Within a very few years, he single-handedly established a new genre of environmental art, in which he used abandoned buildings as raw material and radically transformed them into stunning found sculptures. A prime example was Splitting: Four Corners (1974), in which he took an unoccupied wood-frame house in Englewood, New Jersey, and made a two-story-high vertical incision from the roof to its raised masonry foundation, which caused the rear half to lean back slightly, although the whole did not collapse.

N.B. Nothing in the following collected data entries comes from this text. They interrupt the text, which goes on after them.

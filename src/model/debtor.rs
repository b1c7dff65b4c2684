use serde::{Deserialize, Serialize};

#[derive(Debug, Clone, PartialEq, Eq, Serialize, Deserialize)]
pub struct DebtorInfo {
    pub id: String,
    pub first_name: String,
    pub last_name: String,
    pub phone_number: String,
    pub email: String,
}

impl DebtorInfo {
    pub fn full_name(&self) -> String {
        format!("{} {}", self.first_name, self.last_name)
    }

    /// Case-insensitive match against the full name or phone number
    pub fn matches(&self, needle: &str) -> bool {
        let needle = needle.trim().to_lowercase();
        if needle.is_empty() {
            return true;
        }
        self.full_name().to_lowercase().contains(&needle)
            || self.phone_number.to_lowercase().contains(&needle)
    }
}

/// Debtor ids are used as file names, so only letters, digits, `-` and `_`
/// are accepted
pub fn is_valid_debtor_id(id: &str) -> bool {
    !id.is_empty()
        && id
            .chars()
            .all(|c| c.is_ascii_alphanumeric() || c == '-' || c == '_')
}
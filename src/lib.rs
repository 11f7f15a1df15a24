pub mod config;
pub mod db;
pub mod domain;
pub mod handlers;
pub mod srs;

Despite distancing himself from the architectural mainstream, Matta-Clark kept an eye on what the leading avant-garde figures were up to, including Louis Kahn, whose concept of “wrapping ruins around buildings” was echoed by the artist. Clearly, the gigantic oculi that Kahn employed in contemporaneous buildings such as his Philips Exeter Academy Library of 1965–1972 in Exeter, New Hampshire, must have been known to the anarchitect, who made similar voids in several of his deconstructions.
Matta-Clark’s Conical Intersect of 1974 in Paris aligned two circles of different sizes that he cut into parallel walls of a building being torn down next to the new Pompidou Center’s construction site. Those paired Kahnian apertures defined a cone-like volume of light that seemed to hover in mid-air while the half-wrecked relic briefly stood. This widely-publicized project resonated among experimental-minded architects, most notably Frank Gehry, who has often cited the huge impact that Matta-Clark’s work had on his own sense of how beautiful a building could be if its structural components were not concealed.
By any reckoning, Matta-Clark’s career was meteoric: it lasted barely a decade, until his death from pancreatic cancer in 1978. Yet for all the weightiness that surrounds the issues Matta-Clark addressed—power and poverty, permanence and decay, monumentality and intimacy—there remains a surprising lightness of spirit to his legacy, and a reckless élan still inhabits what we know, even second-hand, of his work.
In addition to their innovative artistry, James Dean and Gordon Matta-Clark were alike physically—slightly built, boyishly handsome, and mercurial in motion—which has further enhanced their mystique as doomed demigods. In a 2008 interview, Jane Crawford touched on this with a wistful memory of her first husband: “A lot of people have noticed that Gordon was a great dancer.… I would say that gravity didn’t affect him like it affects the rest of the world.… He danced through his whole life in some way.”